Laudable as that may be, wealthy folks have a number of priorities that must be factored into their long-term plans—like philanthropy, passing wealth to the next generation or the cost of funding their grandkids higher education. All of that must be carried out in a tax-efficient manner, and if mishandled could seriously strain the family fortune. “It’s important if you are the family bank to make sure it’s well capitalized,” says Andy Sieg, head of retirement solutions for Merrill Lynch. The costs can quickly eat into your other funding needs, he points out.
The study’s findings should be a wake-up call for high-net worth wealth creators, many of whom have yet to open a real dialogue with their relatives about their wealth. For one-third of those surveyed, discussions of a family’s finances were triggered by a death or illness of a loved one, while 32% have yet to discuss with their adult children issues like net worth, post-retirement living arrangements, inheritance or long-term care.
It’s important, Sieg says, that the beneficiaries of the family’s wealth be at the table, so they understand the consequences of over reliance on Mom and Dad. Instilling a sense of accountability for the family fortune can keep relatives at bay while the family sits down and properly assesses all the essential financial needs for their future.
One of these financial necessities is long-term medical care. Ken Dychtwald CEO of Age Wave and co-author of the Merrill study, points to a number of statistics perhaps underestimated by soon-to-be retirees. Only 37% of people think they will one day need long-term care, while studies show 70% do. Furthermore, the average cost of long-term care, including medical costs, for a typical couple older than 65 is about $300,000. By giving so generously to relatives, Dychtwald says, a wealthy individual may have unknowingly given away their funding for long-term care.
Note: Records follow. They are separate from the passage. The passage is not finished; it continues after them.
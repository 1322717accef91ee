//! Envelope messages exchanged between peers and the relay.
//!
//! Records travel as text inside a postcard-serialized envelope that adds the
//! tick they belong to. Postcard needs no framing since UDP is
//! message-oriented.

use serde::{Deserialize, Serialize};

pub type Tick = u32;
pub type PlayerSlot = u8;

// ---- Peer -> Relay ----------------------------------------------------------

#[derive(Debug, Clone, PartialEq, Eq, Serialize, Deserialize)]
pub enum ClientMessage {
    Hello,
    Input { tick: Tick, record: String },
}

// ---- Relay -> Peer ----------------------------------------------------------

#[derive(Debug, Clone, PartialEq, Eq, Serialize, Deserialize)]
pub enum RelayMessage {
    Welcome { player_slot: PlayerSlot },
    GameStart { player_count: u8 },
    /// One record per slot, indexed by player slot.
    TickInputs { tick: Tick, records: Vec<String> },
}

// ---- Serialization helpers --------------------------------------------------

pub fn serialize<T: Serialize>(value: &T) -> Vec<u8> {
    // Serializing into a growable Vec only fails on a broken Serialize impl.
    postcard::to_allocvec(value).unwrap_or_default()
}

pub fn deserialize<T: for<'a> Deserialize<'a>>(bytes: &[u8]) -> Option<T> {
    postcard::from_bytes(bytes).ok()
}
The study has forced Merrill Lynch to rethink how it interacts with its clients, says Sieg. The firm’s advisors now ask a client if they have given money to their relatives in the past five years. The advisor then invests for these long-term cash flow needs, incorporating other priorities like philanthropy and medical care. It’s a bucket-based approach that socks money into different portfolios for different needs—say, one for your conservative long-term portfolio, which may incorporate funding for your retirement or the grandchildren’s college education, while a riskier bucket perhaps cashes in gains to fund charitable organizations. The practice is widely used, says Sieg, but it is most effective when it anticipates all a client’s financial needs; hence the importance of planning to be the “family bank.”
The key takeaway: Secure your own financial future before dolling-out cash to relatives. Rule #1 should be not to become victim #2.